TO DO:
In the entries below, count every line with the string "Bubble". State the count and nothing else.

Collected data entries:
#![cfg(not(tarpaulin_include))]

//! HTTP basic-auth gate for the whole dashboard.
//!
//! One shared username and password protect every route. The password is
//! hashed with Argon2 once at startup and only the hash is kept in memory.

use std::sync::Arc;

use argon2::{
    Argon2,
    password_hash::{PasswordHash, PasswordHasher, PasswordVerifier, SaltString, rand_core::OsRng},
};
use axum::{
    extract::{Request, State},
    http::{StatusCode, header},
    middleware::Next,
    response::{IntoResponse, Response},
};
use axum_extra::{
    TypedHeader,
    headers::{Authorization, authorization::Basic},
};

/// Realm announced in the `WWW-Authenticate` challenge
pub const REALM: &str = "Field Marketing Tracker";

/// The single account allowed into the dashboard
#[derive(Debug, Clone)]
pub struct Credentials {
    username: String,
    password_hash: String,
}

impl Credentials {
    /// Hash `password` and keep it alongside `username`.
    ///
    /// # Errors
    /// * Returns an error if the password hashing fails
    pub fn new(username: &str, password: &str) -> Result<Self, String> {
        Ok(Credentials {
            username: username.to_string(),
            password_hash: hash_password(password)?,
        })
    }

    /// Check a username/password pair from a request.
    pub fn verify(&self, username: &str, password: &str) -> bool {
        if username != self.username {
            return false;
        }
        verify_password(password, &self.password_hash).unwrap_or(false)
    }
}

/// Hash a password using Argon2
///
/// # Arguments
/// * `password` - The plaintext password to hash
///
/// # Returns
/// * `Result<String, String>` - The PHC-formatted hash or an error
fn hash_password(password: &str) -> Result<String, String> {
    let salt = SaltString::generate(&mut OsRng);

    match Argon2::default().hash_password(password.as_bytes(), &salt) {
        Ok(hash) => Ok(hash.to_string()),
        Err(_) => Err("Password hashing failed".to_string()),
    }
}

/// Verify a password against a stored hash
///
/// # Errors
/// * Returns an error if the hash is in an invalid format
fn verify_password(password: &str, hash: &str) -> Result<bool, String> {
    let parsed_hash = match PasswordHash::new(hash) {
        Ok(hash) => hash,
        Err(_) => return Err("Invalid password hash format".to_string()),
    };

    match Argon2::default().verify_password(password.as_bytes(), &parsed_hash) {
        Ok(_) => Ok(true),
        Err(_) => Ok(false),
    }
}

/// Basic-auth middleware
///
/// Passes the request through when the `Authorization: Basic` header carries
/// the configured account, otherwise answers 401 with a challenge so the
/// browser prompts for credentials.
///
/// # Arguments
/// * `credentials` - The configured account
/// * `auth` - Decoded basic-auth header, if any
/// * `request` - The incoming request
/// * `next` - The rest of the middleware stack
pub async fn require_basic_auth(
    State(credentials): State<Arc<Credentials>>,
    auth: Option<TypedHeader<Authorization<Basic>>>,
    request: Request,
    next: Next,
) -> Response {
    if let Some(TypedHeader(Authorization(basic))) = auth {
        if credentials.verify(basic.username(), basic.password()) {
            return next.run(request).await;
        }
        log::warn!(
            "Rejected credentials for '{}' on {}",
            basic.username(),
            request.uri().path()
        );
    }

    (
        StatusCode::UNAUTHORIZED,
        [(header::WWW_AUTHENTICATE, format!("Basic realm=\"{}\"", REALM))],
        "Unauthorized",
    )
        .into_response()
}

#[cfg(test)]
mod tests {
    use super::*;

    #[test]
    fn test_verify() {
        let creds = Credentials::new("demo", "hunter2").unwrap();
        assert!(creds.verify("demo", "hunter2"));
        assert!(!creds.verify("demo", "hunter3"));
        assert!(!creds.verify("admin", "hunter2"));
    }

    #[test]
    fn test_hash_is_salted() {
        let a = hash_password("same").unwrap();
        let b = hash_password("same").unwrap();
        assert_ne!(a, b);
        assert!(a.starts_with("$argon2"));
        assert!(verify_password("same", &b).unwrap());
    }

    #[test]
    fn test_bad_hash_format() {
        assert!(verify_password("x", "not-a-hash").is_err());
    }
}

...

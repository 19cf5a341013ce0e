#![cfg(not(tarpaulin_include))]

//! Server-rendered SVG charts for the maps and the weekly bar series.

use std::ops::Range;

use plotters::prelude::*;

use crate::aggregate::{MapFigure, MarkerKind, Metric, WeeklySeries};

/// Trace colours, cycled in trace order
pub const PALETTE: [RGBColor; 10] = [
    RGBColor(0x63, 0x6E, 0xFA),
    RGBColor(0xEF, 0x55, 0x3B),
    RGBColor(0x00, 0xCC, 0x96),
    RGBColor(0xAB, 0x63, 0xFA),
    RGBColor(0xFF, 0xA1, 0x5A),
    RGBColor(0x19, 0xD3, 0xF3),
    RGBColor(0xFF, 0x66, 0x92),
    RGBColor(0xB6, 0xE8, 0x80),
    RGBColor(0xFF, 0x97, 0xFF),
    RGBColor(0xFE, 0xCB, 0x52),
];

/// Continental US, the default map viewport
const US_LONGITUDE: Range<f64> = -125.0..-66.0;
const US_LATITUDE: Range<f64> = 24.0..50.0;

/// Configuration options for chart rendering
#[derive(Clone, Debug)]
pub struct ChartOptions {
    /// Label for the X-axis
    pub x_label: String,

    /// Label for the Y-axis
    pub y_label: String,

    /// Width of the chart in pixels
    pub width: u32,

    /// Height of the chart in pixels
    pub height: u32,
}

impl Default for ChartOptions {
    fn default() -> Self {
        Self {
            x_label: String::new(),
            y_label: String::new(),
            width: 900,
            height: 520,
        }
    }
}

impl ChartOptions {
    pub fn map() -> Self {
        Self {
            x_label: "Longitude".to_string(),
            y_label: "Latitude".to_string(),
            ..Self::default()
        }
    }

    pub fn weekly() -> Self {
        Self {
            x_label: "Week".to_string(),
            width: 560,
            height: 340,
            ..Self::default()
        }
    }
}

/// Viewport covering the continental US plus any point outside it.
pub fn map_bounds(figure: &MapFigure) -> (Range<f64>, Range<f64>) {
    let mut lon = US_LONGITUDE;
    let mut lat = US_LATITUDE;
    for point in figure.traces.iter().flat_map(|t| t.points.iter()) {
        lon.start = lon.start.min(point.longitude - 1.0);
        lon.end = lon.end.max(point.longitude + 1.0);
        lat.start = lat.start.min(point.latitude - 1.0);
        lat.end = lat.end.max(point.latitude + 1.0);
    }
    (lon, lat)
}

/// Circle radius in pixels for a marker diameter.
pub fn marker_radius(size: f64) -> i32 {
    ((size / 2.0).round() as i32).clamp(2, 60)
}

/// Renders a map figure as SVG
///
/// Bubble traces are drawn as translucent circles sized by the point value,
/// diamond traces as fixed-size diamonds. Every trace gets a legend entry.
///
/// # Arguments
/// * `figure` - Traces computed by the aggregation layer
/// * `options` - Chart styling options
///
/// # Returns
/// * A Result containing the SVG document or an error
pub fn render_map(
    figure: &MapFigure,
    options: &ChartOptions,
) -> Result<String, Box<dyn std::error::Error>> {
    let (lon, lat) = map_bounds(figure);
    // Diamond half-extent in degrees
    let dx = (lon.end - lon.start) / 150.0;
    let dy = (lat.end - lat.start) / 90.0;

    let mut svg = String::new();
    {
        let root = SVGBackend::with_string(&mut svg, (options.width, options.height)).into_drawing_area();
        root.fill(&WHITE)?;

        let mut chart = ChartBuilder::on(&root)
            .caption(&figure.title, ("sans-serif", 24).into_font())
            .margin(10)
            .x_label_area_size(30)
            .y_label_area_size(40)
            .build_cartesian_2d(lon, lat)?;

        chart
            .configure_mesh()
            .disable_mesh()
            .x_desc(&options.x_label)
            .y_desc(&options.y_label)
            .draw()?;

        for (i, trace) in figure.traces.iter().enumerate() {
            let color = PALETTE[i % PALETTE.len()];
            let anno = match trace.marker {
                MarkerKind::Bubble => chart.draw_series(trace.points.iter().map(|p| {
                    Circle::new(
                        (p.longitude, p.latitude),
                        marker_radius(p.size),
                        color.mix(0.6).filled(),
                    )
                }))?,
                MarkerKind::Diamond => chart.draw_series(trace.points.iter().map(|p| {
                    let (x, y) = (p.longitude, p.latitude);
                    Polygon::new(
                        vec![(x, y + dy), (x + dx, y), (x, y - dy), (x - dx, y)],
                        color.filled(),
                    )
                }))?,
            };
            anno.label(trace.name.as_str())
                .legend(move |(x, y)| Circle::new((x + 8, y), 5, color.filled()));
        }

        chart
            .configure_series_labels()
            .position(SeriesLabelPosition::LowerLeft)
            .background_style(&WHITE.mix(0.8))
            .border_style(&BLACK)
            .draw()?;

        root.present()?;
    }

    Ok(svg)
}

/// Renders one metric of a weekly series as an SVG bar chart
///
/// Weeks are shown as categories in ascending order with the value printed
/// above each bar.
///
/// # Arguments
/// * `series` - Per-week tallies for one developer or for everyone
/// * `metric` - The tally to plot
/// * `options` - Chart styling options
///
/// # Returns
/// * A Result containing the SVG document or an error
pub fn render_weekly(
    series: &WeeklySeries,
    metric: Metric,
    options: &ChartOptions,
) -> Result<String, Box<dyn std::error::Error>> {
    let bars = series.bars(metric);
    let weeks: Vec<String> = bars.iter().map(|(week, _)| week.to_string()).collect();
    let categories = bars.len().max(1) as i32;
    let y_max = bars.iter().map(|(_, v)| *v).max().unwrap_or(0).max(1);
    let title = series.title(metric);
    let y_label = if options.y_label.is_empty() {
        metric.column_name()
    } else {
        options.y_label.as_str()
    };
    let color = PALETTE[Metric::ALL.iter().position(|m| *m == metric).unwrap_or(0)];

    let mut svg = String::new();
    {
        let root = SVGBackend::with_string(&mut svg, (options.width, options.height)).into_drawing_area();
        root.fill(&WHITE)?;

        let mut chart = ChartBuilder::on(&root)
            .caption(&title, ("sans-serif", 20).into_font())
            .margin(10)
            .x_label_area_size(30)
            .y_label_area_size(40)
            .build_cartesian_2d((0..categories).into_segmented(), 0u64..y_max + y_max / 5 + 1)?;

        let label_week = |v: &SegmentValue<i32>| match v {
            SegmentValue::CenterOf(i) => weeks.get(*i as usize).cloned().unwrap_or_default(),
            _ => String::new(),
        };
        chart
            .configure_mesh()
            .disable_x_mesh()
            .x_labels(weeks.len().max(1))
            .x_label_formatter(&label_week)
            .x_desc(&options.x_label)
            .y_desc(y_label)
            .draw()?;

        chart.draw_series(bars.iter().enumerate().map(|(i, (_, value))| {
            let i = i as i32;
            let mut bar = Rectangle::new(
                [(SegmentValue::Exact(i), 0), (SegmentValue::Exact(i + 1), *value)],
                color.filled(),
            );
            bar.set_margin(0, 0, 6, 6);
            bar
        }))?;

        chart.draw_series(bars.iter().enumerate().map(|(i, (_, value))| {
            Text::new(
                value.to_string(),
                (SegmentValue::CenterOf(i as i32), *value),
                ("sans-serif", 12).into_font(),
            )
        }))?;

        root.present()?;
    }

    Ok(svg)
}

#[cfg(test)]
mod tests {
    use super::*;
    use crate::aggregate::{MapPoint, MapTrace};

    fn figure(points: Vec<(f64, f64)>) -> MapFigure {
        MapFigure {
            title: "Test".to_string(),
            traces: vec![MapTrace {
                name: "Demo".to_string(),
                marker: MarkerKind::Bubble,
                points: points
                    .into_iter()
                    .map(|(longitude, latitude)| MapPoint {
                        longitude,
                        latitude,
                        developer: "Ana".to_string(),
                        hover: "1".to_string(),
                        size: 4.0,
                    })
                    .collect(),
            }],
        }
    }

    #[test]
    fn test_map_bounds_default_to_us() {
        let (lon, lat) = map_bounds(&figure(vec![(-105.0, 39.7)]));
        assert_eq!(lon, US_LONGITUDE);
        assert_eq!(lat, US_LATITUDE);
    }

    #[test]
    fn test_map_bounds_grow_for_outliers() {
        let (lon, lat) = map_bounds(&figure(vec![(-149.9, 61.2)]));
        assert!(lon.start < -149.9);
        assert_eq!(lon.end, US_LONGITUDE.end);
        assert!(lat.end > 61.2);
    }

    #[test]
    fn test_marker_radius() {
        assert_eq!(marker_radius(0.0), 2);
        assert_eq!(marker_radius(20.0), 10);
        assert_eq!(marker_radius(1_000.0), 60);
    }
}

ANSWER:
3